> **Dataset extract**
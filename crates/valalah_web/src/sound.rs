//! `<audio>` playback. One preloaded element per sound, cloned per play so
//! overlapping plays do not cut each other off.

use valalah_core::{EffectError, EffectResult, Sound, SoundConfig, SoundLoader};
use wasm_bindgen::{JsCast, JsValue};
use web_sys::HtmlAudioElement;

fn audio_error(err: &JsValue) -> EffectError {
    EffectError::Audio(format!("{err:?}"))
}

/// A preloaded sound.
pub struct HtmlSound {
    template: HtmlAudioElement,
    volume: f64,
}

impl Sound for HtmlSound {
    fn play(&mut self) -> EffectResult<()> {
        let audio: HtmlAudioElement = self
            .template
            .clone_node()
            .map_err(|e| audio_error(&e))?
            .dyn_into()
            .map_err(|e| audio_error(&e))?;
        audio.set_volume(self.volume);
        // Autoplay rejections arrive later through the promise and only show
        // up in the console.
        let _ = audio.play().map_err(|e| audio_error(&e))?;
        Ok(())
    }
}

/// Loads sounds as `<audio>` elements.
#[derive(Debug, Default, Clone, Copy)]
pub struct HtmlSoundLoader;

impl SoundLoader for HtmlSoundLoader {
    fn load(&mut self, config: &SoundConfig) -> EffectResult<Box<dyn Sound>> {
        let template = HtmlAudioElement::new_with_src(&config.src).map_err(|e| audio_error(&e))?;
        let volume = f64::from(config.volume);
        template.set_volume(volume);
        Ok(Box::new(HtmlSound { template, volume }))
    }
}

> **Requirement**
Filter the records down to the lines that contain the string "impl", and copy those lines.

> **Answer space**
impl Sound for HtmlSound {
impl SoundLoader for HtmlSoundLoader {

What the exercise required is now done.